Agreement on changes followed killing of Breonna Taylor
By Newser Editors and Wire Services
Posted Jan 2, 2026 4:25 PM CST
Federal Judge Throws Out Louisville-DOJ Deal on Police
Police and protesters converge during a demonstration on Sept. 23, 2020, in Louisville.   (AP Photo/John Minchillo, File)

A federal judge in Kentucky has dismissed Louisville's proposed settlement with the US Department of Justice over police changes after the department withdrew its support of the plan. The Justice Department announced in May it was canceling proposed consent decrees with Louisville and Minneapolis that sought to curb police racial bias and abuses after the killings of George Floyd and Breonna Taylor that spurred nationwide protests in summer 2020. US District Judge Benjamin Beaton wrote in a ruling Wednesday that "the responsibility to lead the Louisville Metro Police Department in compliance with federal law must remain with the city's elected representatives and the people they serve," the AP reports.

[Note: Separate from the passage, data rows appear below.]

//! Single-document change-stream adapter.
//!
//! A `DocumentWatcher` follows one document of a drain collection: a
//! collection whose documents exist only because some parent points at them.
//! Field changes and replacements are forwarded; an insert or delete of the
//! followed document is incoherent at this layer and is reported as an
//! unsupported operation.

use super::demultiplexer::{ChangeStreamDeMultiplexer, ListenerHandle};
use crate::change::ChangeEvent;
use rejoin_core::{full_document_diff, DocId, Document, Error, FieldDiff, Result};
use std::cell::RefCell;
use std::rc::Rc;

/// Callback receiving the diff and the full document after each change.
pub type DocumentCallback = Rc<dyn Fn(&FieldDiff, &Document) -> Result<()>>;

/// Follows changes to one document.
pub struct DocumentWatcher {
    streams: ChangeStreamDeMultiplexer,
    collection: String,
    id: DocId,
    callback: DocumentCallback,
    handle: RefCell<Option<ListenerHandle>>,
}

impl DocumentWatcher {
    pub fn new<F>(
        streams: ChangeStreamDeMultiplexer,
        collection: impl Into<String>,
        id: impl Into<DocId>,
        callback: F,
    ) -> Self
    where
        F: Fn(&FieldDiff, &Document) -> Result<()> + 'static,
    {
        Self {
            streams,
            collection: collection.into(),
            id: id.into(),
            callback: Rc::new(callback),
            handle: RefCell::new(None),
        }
    }

    #[inline]
    pub fn id(&self) -> &str {
        &self.id
    }

    pub fn is_observing(&self) -> bool {
        self.handle.borrow().is_some()
    }

    /// Starts following the document.
    pub fn observe(&self) -> Result<()> {
        if self.is_observing() {
            return Err(Error::already_observing(format!(
                "{}/{}",
                self.collection, self.id
            )));
        }
        let id = self.id.clone();
        let collection = self.collection.clone();
        let callback = self.callback.clone();
        let handle = self
            .streams
            .add_listener(&self.collection, move |event, _| {
                if event.id() != id {
                    return Ok(());
                }
                match event {
                    ChangeEvent::Changed { diff, doc, .. } => callback(diff, doc),
                    ChangeEvent::Replaced { doc, .. } => callback(&full_document_diff(doc), doc),
                    ChangeEvent::Added { .. } => Err(Error::unsupported(format!(
                        "insert of watched document {}/{}",
                        collection, id
                    ))),
                    ChangeEvent::Removed { .. } => Err(Error::unsupported(format!(
                        "delete of watched document {}/{}",
                        collection, id
                    ))),
                }
            })?;
        *self.handle.borrow_mut() = Some(handle);
        Ok(())
    }

    /// Stops following. Safe to call more than once.
    pub fn stop(&self) -> Result<()> {
        let handle = self.handle.borrow_mut().take();
        match handle {
            Some(mut handle) => handle.stop(),
            None => Ok(()),
        }
    }
}

#[cfg(test)]
mod tests {
    use super::*;
    use rejoin_core::{EngineConfig, FieldChange};
    use rejoin_storage::{MemoryStore, UpdateSpec};
    use serde_json::json;

    fn setup() -> (Rc<MemoryStore>, ChangeStreamDeMultiplexer) {
        let store = Rc::new(MemoryStore::new());
        store
            .insert_value("users", json!({"_id": "u1", "name": "ann"}))
            .unwrap();
        let demux = ChangeStreamDeMultiplexer::new(store.clone(), &EngineConfig::default());
        (store, demux)
    }

    #[test]
    fn test_forwards_changes_of_followed_document() {
        let (store, demux) = setup();
        store.insert_value("users", json!({"_id": "u2"})).unwrap();
        let seen = Rc::new(RefCell::new(Vec::new()));
        let sink = seen.clone();
        let watcher = DocumentWatcher::new(demux.clone(), "users", "u1", move |diff, _| {
            sink.borrow_mut().push(diff.clone());
            Ok(())
        });
        watcher.observe().unwrap();

        store
            .update("users", "u1", &UpdateSpec::new().set("name", json!("bob")))
            .unwrap();
        store
            .update("users", "u2", &UpdateSpec::new().set("name", json!("x")))
            .unwrap();
        demux.pump_until_idle().unwrap();

        let seen = seen.borrow();
        assert_eq!(seen.len(), 1);
        assert_eq!(seen[0]["name"], FieldChange::Set(json!("bob")));
    }

    #[test]
    fn test_observe_twice_fails() {
        let (_, demux) = setup();
        let watcher = DocumentWatcher::new(demux, "users", "u1", |_, _| Ok(()));
        watcher.observe().unwrap();
        let err = watcher.observe().unwrap_err();
        assert!(matches!(err, Error::AlreadyObserving { .. }));
    }

    #[test]
    fn test_delete_of_followed_document_is_unsupported() {
        let (store, demux) = setup();
        let watcher = DocumentWatcher::new(demux.clone(), "users", "u1", |_, _| Ok(()));
        watcher.observe().unwrap();

        store.remove("users", "u1").unwrap();
        let err = demux.pump_until_idle().unwrap_err();
        assert!(matches!(err, Error::UnsupportedOperation { .. }));
    }

    #[test]
    fn test_stop_releases_feed() {
        let (store, demux) = setup();
        let watcher = DocumentWatcher::new(demux, "users", "u1", |_, _| Ok(()));
        watcher.observe().unwrap();
        assert_eq!(store.open_feeds("users"), 1);
        watcher.stop().unwrap();
        watcher.stop().unwrap();
        assert!(!watcher.is_observing());
        assert_eq!(store.open_feeds("users"), 0);
    }
}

A judge in May dismissed Minneapolis' proposed consent decree, which places a federal officer in charge of tracking the progress of changes laid out in the agreement. Justice Department officials under the Biden administration conducted a multiyear investigation in Louisville prompted by the fatal shooting of Taylor and police responses to public protests in 2020. A draft of the investigation was released in early 2023, alleging that the Louisville Police Department "discriminates against Black people in its enforcement activities," uses excessive force, and conducts searches based on invalid warrants. New DOJ leaders accused the Biden Justice Department of using flawed legal theories to judge police departments and pursuing costly and burdensome consent decrees.

The consent decrees with Louisville and Minneapolis were approved by the Justice Department in the final weeks of the Biden administration, but the settlements had to be approved by a judge. Beaton wrote that his ruling "doesn't prevent the parties from undertaking the hard work of reform themselves." In a statement Friday, a spokesman for Louisville Mayor Craig Greenberg said he's "committed to ongoing reforms" and "did something no mayor in the country has done—he voluntarily created and implemented" Louisville's own reform plan.